A pair of films about family, A Little Prayer & L’Immensita, explore the ties that bind and tear apart.
Angus MacLachlan’s A Little Prayer stars David Straithairn as Bill, the head of a family-owned sheet-metal business. He lives in a quiet Winston-Salem suburb with his wife, Venida (Celia Weston). His son/co-worker David (Will Pullen) and daughter-in-law Tammy (Jane Levy) also reside in the guest house on the property. The family is clearly close-knit. Bill even shares a particularly strong bond with his daughter-in-law.
When Bill begins to suspect David is having an affair with the office secretary (Dascha Polanco), he is aghast, seemingly mostly on Tammy’s behalf. He does what he can to try to get David to break things off, but things turn out to be more complicated than initially believed. As Bill tries to make things right, he must come to terms with his relationship to both David and Tammy.
Further complicating things is the arrival of Patti (Anna Camp), Bill and Venida’s troubled other child. She turns up unexpectedly with her own young daughter following yet another fight with her husband. While happy to sponge off her family, Patti also harbors resentments. She believes, not without foundation, that her parents, especially Bill, prefer Tammy.
The film shares a considerable amount of DNA with McLachlan’s best-known previous credit as screenwriter on the Sundance favorite Junebug. Their similar Southern settings give rise to low-key narratives about the complications that family ties can inspire. Unfortunately, the results are a bit uneven in the early going with A Little Prayer. This is especially the case with the arrival of the wayward daughter. She ends up serving more as a counterpoint to Tammy than a believable character in her own right.
Scenes begin to pack a solid emotional punch without slipping into pure melodrama.
However, once A Little Prayer settles down, it becomes more convincing. Scenes begin to pack a solid emotional punch without slipping into pure melodrama. A lot of credit for this goes to the effective performances from the entire cast, especially Straithairn and Levy. The two wonderful actors create an on-screen relationship that absolutely convinces before culminating in a genuinely extraordinary final scene.
A Little Prayer admittedly looks and feels as if designed in some kind of cinema laboratory specifically to premiere at Sundance. Nonetheless, to the film’s considerable credit, it still proves well worth watching.

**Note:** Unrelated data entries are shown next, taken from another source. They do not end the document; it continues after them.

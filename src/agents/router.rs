//! Routing of agent invocations.
//!
//! [`AgentRouter::invoke`] resolves a logical agent name, performs exactly one
//! remote call through an [`AgentTransport`], and normalizes the answer. It
//! never retries; retry policy belongs to the caller, which is usually the
//! model itself.

use std::fmt;
use std::sync::Arc;
use std::time::Instant;

use async_trait::async_trait;
use serde::{Deserialize, Serialize};
use tracing::{info, warn};
use uuid::Uuid;

use crate::error::{Result, SwitchboardError};
use crate::normalize::RawResponse;
use crate::utils::string::preview;

use super::{AgentRegistry, AgentTarget};

/// Characters of prompt/result kept in log lines.
const LOG_PREVIEW_CHARS: usize = 120;

/// One outbound invocation. Call-scoped.
#[derive(Debug, Clone, PartialEq, Eq)]
pub struct InvocationRequest {
    pub agent_name: String,
    pub prompt: String,
    /// Fresh per call, never inherited from the parent conversation.
    pub session_id: Uuid,
}

impl InvocationRequest {
    pub fn new(agent_name: &str, prompt: &str) -> Self {
        Self {
            agent_name: agent_name.to_string(),
            prompt: prompt.to_string(),
            session_id: Uuid::new_v4(),
        }
    }
}

/// Why an invocation failed.
#[derive(Debug, Clone, Copy, PartialEq, Eq, Serialize, Deserialize)]
pub enum InvocationErrorKind {
    UnknownAgent,
    RemoteInvocationError,
}

impl fmt::Display for InvocationErrorKind {
    fn fmt(&self, f: &mut fmt::Formatter<'_>) -> fmt::Result {
        match self {
            InvocationErrorKind::UnknownAgent => f.write_str("UnknownAgent"),
            InvocationErrorKind::RemoteInvocationError => f.write_str("RemoteInvocationError"),
        }
    }
}

/// Outcome of [`AgentRouter::invoke`].
///
/// The `Display` form is what the model sees as tool output, so errors are
/// text too.
#[derive(Debug, Clone, PartialEq, Eq)]
pub enum InvocationResult {
    Ok {
        text: String,
    },
    Err {
        kind: InvocationErrorKind,
        message: String,
    },
}

impl InvocationResult {
    pub fn is_ok(&self) -> bool {
        matches!(self, InvocationResult::Ok { .. })
    }

    pub fn kind(&self) -> Option<InvocationErrorKind> {
        match self {
            InvocationResult::Ok { .. } => None,
            InvocationResult::Err { kind, .. } => Some(*kind),
        }
    }

    fn from_error(err: SwitchboardError) -> Self {
        match err {
            SwitchboardError::UnknownAgent { .. } => InvocationResult::Err {
                kind: InvocationErrorKind::UnknownAgent,
                message: err.to_string(),
            },
            other => InvocationResult::Err {
                kind: InvocationErrorKind::RemoteInvocationError,
                message: other.to_string(),
            },
        }
    }
}

impl fmt::Display for InvocationResult {
    fn fmt(&self, f: &mut fmt::Formatter<'_>) -> fmt::Result {
        match self {
            InvocationResult::Ok { text } => f.write_str(text),
            InvocationResult::Err { kind, message } => write!(f, "Error ({}): {}", kind, message),
        }
    }
}

/// Performs the remote call for one invocation.
///
/// Implementations return the undecoded response; normalization happens in
/// the router. Any `Err` becomes a `RemoteInvocationError` result.
#[async_trait]
pub trait AgentTransport: Send + Sync {
    async fn invoke(&self, target: &AgentTarget, request: &InvocationRequest)
        -> Result<RawResponse>;
}

/// Resolves agent names and invokes them.
pub struct AgentRouter {
    registry: AgentRegistry,
    transport: Arc<dyn AgentTransport>,
}

impl AgentRouter {
    pub fn new(registry: AgentRegistry, transport: Arc<dyn AgentTransport>) -> Self {
        Self {
            registry,
            transport,
        }
    }

    pub fn registry(&self) -> &AgentRegistry {
        &self.registry
    }

    /// Invoke `agent_name` with `prompt`.
    ///
    /// An unknown name returns `Err{UnknownAgent}` listing every registered
    /// agent and makes no network call.
    pub async fn invoke(&self, agent_name: &str, prompt: &str) -> InvocationResult {
        let Some(target) = self.registry.get(agent_name) else {
            let err = SwitchboardError::UnknownAgent {
                name: agent_name.to_string(),
                available: self.registry.names(),
            };
            warn!(agent = %agent_name, "Unknown agent requested");
            return InvocationResult::from_error(err);
        };

        let request = InvocationRequest::new(agent_name, prompt);
        info!(
            agent = %agent_name,
            session_id = %request.session_id,
            prompt = %preview(prompt, LOG_PREVIEW_CHARS),
            "Invoking agent"
        );

        let start = Instant::now();
        match self.transport.invoke(target, &request).await {
            Ok(raw) => {
                let text = raw.into_text();
                info!(
                    agent = %agent_name,
                    latency_ms = start.elapsed().as_millis() as u64,
                    result = %preview(&text, LOG_PREVIEW_CHARS),
                    "Agent invocation completed"
                );
                InvocationResult::Ok { text }
            }
            Err(e) => {
                warn!(
                    agent = %agent_name,
                    latency_ms = start.elapsed().as_millis() as u64,
                    error = %e,
                    "Agent invocation failed"
                );
                InvocationResult::from_error(e)
            }
        }
    }
}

L’Immensita, the first film in 11 years from Italian director Emanuele Crialese, is a simple and heartfelt drama—one evidently inspired in part by his own childhood. However, its simplicity is thrown off balance, paradoxically, by the very element that it hopes will lure audiences, the presence of Penelope Cruz. Set in the 1970s, the film’s primary focus is on 12-year-old Andrea (Luana Giuliani). He’s a transgender boy, much to the consternation of his younger siblings and most of his extended family.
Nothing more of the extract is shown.